The filter uses two complementary paths. Similarity Path for FP/GP: the augmented view \(\bm{X}'\) and a reference image are concatenated into a composite image \(\bm{X}'_{cat}\), passed through the teacher, and evaluated via a joint threshold \(\tau_{\text{fp-gp}}\)—tokens are marked spurious if they are "excessively similar to any token in the composite image (GP)" or "too similar to the reference image (FP)." Attention Flow Path for AH: since AH anomalies arise from pairwise interactions, cosine similarity fails. Instead, the authors use cross-layer attention flow. The hijack score is defined as the average attention inflow a token receives: \(h_j=\frac{1}{L}\sum_l\sum_i \bm{A}^l[i,j]\), where \(\bm{A}^l=\mathrm{softmax}(\bm{Q}^l{\bm{K}^l}^\top/\sqrt{d})\). A small \(h_j\) indicates the token is rarely treated as a meaningful information source; an adaptive threshold using mean and variance identifies them: \(\Gamma_{\text{ah}}=\{i\mid h_i\le\mu_h+\tau_{\text{ah}}\sigma_h\}\). The final set is \(\Gamma_{\text{spu}}=\Gamma_{\text{fg-gp}}\cup\Gamma_{\text{ah}}\), and its complement is the regular set \(\Gamma_{\text{regu}}\).

3. Contrastive Register: Explicitly Driving Spurious Signals to Discardable Regions

Prior register methods (like DVT) passively append register tokens, hoping they absorb anomalies. However, VLM spurious signals are so pervasive that unconstrained registers are quickly overwhelmed. UniRefiner's core insight is providing an explicit learning objective. First, Register Bias Injection appends Gaussian noise patches around the input image, expanding the feature map from \(H\times W\) to \((H+2N_{reg})\times(W+2N_{reg})\), where \(N_{reg}=\lceil \min(W,H)/r_{reg}\rceil\).

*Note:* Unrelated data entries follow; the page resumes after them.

//! Outbound federation: spider content authored by the follow set.
//!
//! Peer relays come from the admins' relay-list events; the follow set is
//! the admins plus everyone their follow lists name. Each refresh period
//! the spider dials every peer, subscribes for the follow set over a
//! lookback window and offers verified events to the store. The first run
//! covers a month and is guarded by a persistent marker; later runs cover
//! twice the refresh period to tolerate jitter.

use std::collections::{HashMap, HashSet};
use std::sync::Arc;
use std::time::Duration;

use futures::{SinkExt, StreamExt};
use serde_json::{json, Value};
use thiserror::Error;
use tokio::net::TcpStream;
use tokio::time::{sleep, timeout, Instant};
use tokio_tungstenite::tungstenite::Message;
use tokio_tungstenite::{connect_async, MaybeTlsStream, WebSocketStream};
use tracing::{debug, info, warn};

use crate::event::filter::Filter;
use crate::event::verify::verify;
use crate::event::{
    parse_hex32, Event, Pubkey, KIND_CLIENT_AUTH, KIND_FOLLOW_LIST, KIND_RELAY_LIST,
};
use crate::store::{query, SaveOutcome};

use super::RelayState;

pub const INITIAL_SYNC_MARKER: &str = "spider-initial-sync-done";

const INITIAL_LOOKBACK: Duration = Duration::from_secs(30 * 24 * 3600);
const DIAL_TIMEOUT: Duration = Duration::from_secs(10);
const IDLE_TIMEOUT: Duration = Duration::from_secs(30);
const BACKOFF_BASE: Duration = Duration::from_secs(5);
const BACKOFF_CAP: Duration = Duration::from_secs(600);
const SUB_ID: &str = "spider";

type Ws = WebSocketStream<MaybeTlsStream<TcpStream>>;

#[derive(Debug, Error)]
enum SpiderError {
    #[error("websocket error: {0}")]
    Ws(#[from] tokio_tungstenite::tungstenite::Error),

    #[error("{0} timed out")]
    Timeout(&'static str),
}

/// Background task: periodically pull the follow set from peer relays.
pub async fn run(state: Arc<RelayState>) {
    let refresh = state.cfg.spider_refresh;
    info!(refresh_secs = refresh.as_secs(), "spider started");
    let mut backoff: HashMap<String, (u32, Instant)> = HashMap::new();

    loop {
        let authors = follow_set(&state);
        let relays = relay_urls(&state);
        if authors.is_empty() || relays.is_empty() {
            debug!("spider idle: no follow set or no peer relays");
        } else {
            let initial_done = matches!(state.store.get_marker(INITIAL_SYNC_MARKER), Ok(Some(_)));
            let lookback = if initial_done {
                refresh * 2
            } else {
                INITIAL_LOOKBACK
            };
            let since = chrono::Utc::now().timestamp() - lookback.as_secs() as i64;

            let mut any_success = false;
            for url in &relays {
                if let Some((fails, next_try)) = backoff.get(url) {
                    if Instant::now() < *next_try {
                        debug!(url = %url, fails, "spider backing off");
                        continue;
                    }
                }
                match pull(&state, url, &authors, since).await {
                    Ok(count) => {
                        any_success = true;
                        backoff.remove(url);
                        info!(url = %url, count, "spider pull complete");
                    }
                    Err(e) => {
                        let fails = backoff.get(url).map(|(f, _)| f + 1).unwrap_or(1);
                        let delay =
                            (BACKOFF_BASE * 2u32.saturating_pow(fails - 1)).min(BACKOFF_CAP);
                        backoff.insert(url.clone(), (fails, Instant::now() + delay));
                        warn!(url = %url, error = %e, fails, "spider pull failed");
                    }
                }
            }
            if any_success && !initial_done {
                if let Err(e) = state.store.set_marker(INITIAL_SYNC_MARKER, b"1") {
                    warn!(error = %e, "could not persist initial sync marker");
                }
            }
        }
        sleep(refresh).await;
    }
}

/// Admins plus every pubkey named in their follow lists.
pub(crate) fn follow_set(state: &RelayState) -> Vec<Pubkey> {
    let mut set: HashSet<Pubkey> = state.cfg.admins.iter().copied().collect();
    let filter = Filter {
        authors: state.cfg.admins.clone(),
        kinds: vec![KIND_FOLLOW_LIST],
        ..Default::default()
    };
    match query::execute(&state.store, &filter) {
        Ok(results) => {
            for (_, event) in results {
                for value in event.tag_values("p") {
                    if let Ok(pubkey) = parse_hex32(value) {
                        set.insert(pubkey);
                    }
                }
            }
        }
        Err(e) => warn!(error = %e, "follow set query failed"),
    }
    let mut out: Vec<Pubkey> = set.into_iter().collect();
    out.sort();
    out
}

/// Peer relay URLs from the admins' relay-list events.
pub(crate) fn relay_urls(state: &RelayState) -> Vec<String> {
    let own = state.cfg.canonical_url();
    let filter = Filter {
        authors: state.cfg.admins.clone(),
        kinds: vec![KIND_RELAY_LIST],
        ..Default::default()
    };
    let mut set = HashSet::new();
    match query::execute(&state.store, &filter) {
        Ok(results) => {
            for (_, event) in results {
                for value in event.tag_values("r") {
                    let url = value.trim().trim_end_matches('/').to_string();
                    if (url.starts_with("ws://") || url.starts_with("wss://")) && url != own {
                        set.insert(url);
                    }
                }
            }
        }
        Err(e) => warn!(error = %e, "relay list query failed"),
    }
    let mut out: Vec<String> = set.into_iter().collect();
    out.sort();
    out
}

/// Dial one peer, subscribe for the follow set since `since` and ingest
/// until end-of-stored-events.
async fn pull(
    state: &Arc<RelayState>,
    url: &str,
    authors: &[Pubkey],
    since: i64,
) -> Result<usize, SpiderError> {
    let (mut ws, _response) = timeout(DIAL_TIMEOUT, connect_async(url))
        .await
        .map_err(|_| SpiderError::Timeout("dial"))??;
    let filter = Filter {
        authors: authors.to_vec(),
        since: Some(since),
        ..Default::default()
    };
    send_req(&mut ws, &filter).await?;

    let mut count = 0usize;
    loop {
        let message = match timeout(IDLE_TIMEOUT, ws.next()).await {
            Ok(Some(Ok(message))) => message,
            Ok(Some(Err(e))) => return Err(e.into()),
            Ok(None) => break,
            // A peer that stalls before EOSE still yields what it sent
            Err(_) => break,
        };
        let text = match message {
            Message::Text(text) => text.to_string(),
            Message::Close(_) => break,
            _ => continue,
        };
        let value: Value = match serde_json::from_str(&text) {
            Ok(value) => value,
            Err(_) => continue,
        };
        match value.get(0).and_then(Value::as_str) {
            Some("EVENT") => {
                let raw = value.get(2).cloned().unwrap_or(Value::Null);
                let Ok(event) = serde_json::from_value::<Event>(raw) else {
                    continue;
                };
                if verify(&event).is_err() {
                    debug!(url, "spider dropped unverifiable event");
                    continue;
                }
                if !authors.contains(&event.pubkey) {
                    continue;
                }
                match state.store.save(&event) {
                    Ok(SaveOutcome::Stored { .. }) | Ok(SaveOutcome::Replaced { .. }) => {
                        count += 1;
                        if state.admit_tx.send(event).await.is_err() {
                            warn!("publisher admission channel closed");
                        }
                    }
                    Ok(_) => {}
                    Err(e) => warn!(url, error = %e, "spider store failed"),
                }
            }
            Some("EOSE") => break,
            Some("AUTH") => {
                if let Some(challenge) = value.get(1).and_then(Value::as_str) {
                    authenticate(state, &mut ws, url, challenge).await?;
                    send_req(&mut ws, &filter).await?;
                }
            }
            Some("CLOSED") => {
                debug!(url, frame = %text, "spider subscription closed by peer");
                break;
            }
            Some("NOTICE") => debug!(url, frame = %text, "peer notice"),
            _ => {}
        }
    }
    let _ = ws.close(None).await;
    Ok(count)
}

async fn send_req(ws: &mut Ws, filter: &Filter) -> Result<(), SpiderError> {
    let frame = json!(["REQ", SUB_ID, filter]).to_string();
    ws.send(Message::Text(frame.into())).await?;
    Ok(())
}

/// Answer a peer's AUTH challenge with a kind-22242 event signed by the
/// relay identity.
async fn authenticate(
    state: &Arc<RelayState>,
    ws: &mut Ws,
    url: &str,
    challenge: &str,
) -> Result<(), SpiderError> {
    let auth = state.identity.sign(
        chrono::Utc::now().timestamp(),
        KIND_CLIENT_AUTH,
        vec![
            vec!["relay".to_string(), url.to_string()],
            vec!["challenge".to_string(), challenge.to_string()],
        ],
        String::new(),
    );
    let frame = json!(["AUTH", auth]).to_string();
    ws.send(Message::Text(frame.into())).await?;
    Ok(())
}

This is flexible across resolutions and prevents register collapse. Then, Bidirectional Alignment via Contrastive Distillation is performed: image regions \(\bm{Z}\) and register regions \(\bm{Z}_{reg}\) are extracted from the student. ROI-Align extracts features \(\bm{Z}_{\bm{X}'}^{\text{roi}}\) aligned with the cropped views. Image tokens are aligned to the teacher's regular tokens (preserving spatial semantics), while register tokens are aligned to the most similar spurious teacher tokens (collecting impurities).

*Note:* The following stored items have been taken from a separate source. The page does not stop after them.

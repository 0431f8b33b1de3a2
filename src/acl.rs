//! Access control: role resolution from authenticated identity.
//!
//! Policies form a closed set selected by configured tag. The active
//! policy sits behind a reader-writer lock and is swapped wholesale on
//! reconfigure; role lookups take the read side.

use std::collections::HashSet;
use std::str::FromStr;
use std::sync::{Arc, RwLock};

use thiserror::Error;
use tracing::{debug, info};

use crate::event::filter::Filter;
use crate::event::{is_privileged, Event, Pubkey, KIND_FOLLOW_LIST};
use crate::store::{query, Store, StoreError};

/// Ordered roles; later grants subsume earlier ones.
#[derive(Debug, Clone, Copy, PartialEq, Eq, PartialOrd, Ord)]
pub enum Role {
    None,
    Read,
    Write,
    Admin,
}

/// Configured policy tag.
#[derive(Debug, Clone, Copy, PartialEq, Eq, Default)]
pub enum AclMode {
    #[default]
    None,
    Follows,
}

impl FromStr for AclMode {
    type Err = AclError;

    fn from_str(s: &str) -> Result<Self, AclError> {
        match s {
            "none" => Ok(AclMode::None),
            "follows" => Ok(AclMode::Follows),
            other => Err(AclError::UnknownMode(other.to_string())),
        }
    }
}

impl AclMode {
    pub fn as_str(&self) -> &'static str {
        match self {
            AclMode::None => "none",
            AclMode::Follows => "follows",
        }
    }
}

/// Error types for access control.
#[derive(Debug, Error)]
pub enum AclError {
    #[error("unknown acl mode {0:?}")]
    UnknownMode(String),

    #[error(transparent)]
    Store(#[from] StoreError),
}

/// Capability set every policy provides.
pub trait AccessPolicy: Send + Sync {
    /// Policy tag, matching the configuration enum.
    fn kind(&self) -> &'static str;

    /// Recompute derived state (e.g. follow tables) from the store.
    fn configure(&self, store: &Store) -> Result<(), AclError>;

    /// Role of the given identity; `None` identity means unauthenticated.
    fn access_level(&self, pubkey: Option<&Pubkey>) -> Role;
}

/// Mode `none`: every party, identified or not, may write.
struct OpenPolicy;

impl AccessPolicy for OpenPolicy {
    fn kind(&self) -> &'static str {
        "none"
    }

    fn configure(&self, _store: &Store) -> Result<(), AclError> {
        Ok(())
    }

    fn access_level(&self, _pubkey: Option<&Pubkey>) -> Role {
        Role::Write
    }
}

/// Mode `follows`: admins have admin; parties in any admin's follow list
/// have write; other authenticated parties read; unauthenticated none.
struct FollowsPolicy {
    admins: Vec<Pubkey>,
    follows: RwLock<HashSet<Pubkey>>,
}

impl AccessPolicy for FollowsPolicy {
    fn kind(&self) -> &'static str {
        "follows"
    }

    fn configure(&self, store: &Store) -> Result<(), AclError> {
        let mut table = HashSet::new();
        let filter = Filter {
            authors: self.admins.clone(),
            kinds: vec![KIND_FOLLOW_LIST],
            ..Default::default()
        };
        for (_, event) in query::execute(store, &filter)? {
            for value in event.tag_values("p") {
                if let Ok(pubkey) = crate::event::parse_hex32(value) {
                    table.insert(pubkey);
                }
            }
        }
        debug!(follows = table.len(), "follow table recomputed");
        let mut follows = self.follows.write().expect("follows lock poisoned");
        *follows = table;
        Ok(())
    }

    fn access_level(&self, pubkey: Option<&Pubkey>) -> Role {
        let Some(pubkey) = pubkey else {
            return Role::None;
        };
        if self.admins.contains(pubkey) {
            return Role::Admin;
        }
        let follows = self.follows.read().expect("follows lock poisoned");
        if follows.contains(pubkey) {
            Role::Write
        } else {
            Role::Read
        }
    }
}

/// The active access policy plus the admin set it was built from.
pub struct Acl {
    admins: Vec<Pubkey>,
    policy: RwLock<Arc<dyn AccessPolicy>>,
}

impl Acl {
    /// Build and configure the policy selected by `mode`.
    pub fn new(mode: AclMode, admins: Vec<Pubkey>, store: &Store) -> Result<Self, AclError> {
        let acl = Acl {
            admins: admins.clone(),
            policy: RwLock::new(make_policy(mode, admins)),
        };
        acl.policy.read().expect("policy lock poisoned").configure(store)?;
        info!(mode = mode.as_str(), "access control configured");
        Ok(acl)
    }

    /// Swap the active policy for a different mode and reconfigure it.
    pub fn reconfigure(&self, mode: AclMode, store: &Store) -> Result<(), AclError> {
        let policy = make_policy(mode, self.admins.clone());
        policy.configure(store)?;
        *self.policy.write().expect("policy lock poisoned") = policy;
        info!(mode = mode.as_str(), "access control reconfigured");
        Ok(())
    }

    /// Role of an identity under the active policy.
    pub fn access_level(&self, pubkey: Option<&Pubkey>) -> Role {
        self.policy
            .read()
            .expect("policy lock poisoned")
            .access_level(pubkey)
    }

    /// Tag of the active policy.
    pub fn mode(&self) -> &'static str {
        self.policy.read().expect("policy lock poisoned").kind()
    }

    /// Whether the active policy gates access on authentication.
    pub fn requires_auth(&self) -> bool {
        self.mode() == "follows"
    }

    pub fn is_admin(&self, pubkey: &Pubkey) -> bool {
        self.admins.contains(pubkey)
    }

    pub fn admins(&self) -> &[Pubkey] {
        &self.admins
    }

    /// React to a newly stored event: a follow list published by an admin
    /// changes the role table.
    pub fn ingest(&self, event: &Event, store: &Store) -> Result<(), AclError> {
        if event.kind == KIND_FOLLOW_LIST && self.admins.contains(&event.pubkey) {
            self.policy
                .read()
                .expect("policy lock poisoned")
                .configure(store)?;
        }
        Ok(())
    }

    /// Privileged-kind read gate: such events are disclosed only to the
    /// author, to parties p-tagged in them, or to an admin.
    pub fn can_view(&self, event: &Event, viewer: Option<&Pubkey>) -> bool {
        if !is_privileged(event.kind) {
            return true;
        }
        let Some(viewer) = viewer else {
            return false;
        };
        if viewer == &event.pubkey || self.is_admin(viewer) {
            return true;
        }
        let viewer_hex = hex::encode(viewer);
        event.tag_values("p").any(|p| p == viewer_hex)
    }
}

fn make_policy(mode: AclMode, admins: Vec<Pubkey>) -> Arc<dyn AccessPolicy> {
    match mode {
        AclMode::None => Arc::new(OpenPolicy),
        AclMode::Follows => Arc::new(FollowsPolicy {
            admins,
            follows: RwLock::new(HashSet::new()),
        }),
    }
}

4. Register-Guided Filtering: Closing the Loop with Adaptive Detectors

As training progresses, the student ViT continuously migrates spurious signals to the register area. Consequently, these registers become "rich in spurious content." The authors use these learned registers as adaptive spurious detectors: any token in the composite feature highly similar to a register token (\(\max_j\cos(\bm{Z}^{\text{cat}}_{\bm{X}'}[i],\bm{Z}_{reg}[j])\ge\tau_{\text{reg}}\)) is marked as spurious. This creates a virtuous cycle: better registers \(\rightarrow\) more accurate detection \(\rightarrow\) cleaner supervision \(\rightarrow\) better registers.

Loss & Training

Training follows the principle of "invariance to perturbations" using random resized crops for Siamese self-distillation. The teacher is frozen, and only student LoRA (rank 8) is trained. Three InfoNCE-based losses are used:

\[\mathcal{L}_{\text{regu}}=\frac{1}{|\Gamma_{\text{regu}}^{X'}|}\sum_i \mathcal{L}_{NCE}(\bm{Z}_{\bm{X}'}^{\text{roi}}[i],\bm{Z}^{\text{cat}}_{\bm{X}'}[i]),\quad i\in\Gamma_{\text{regu}}^{X'}\]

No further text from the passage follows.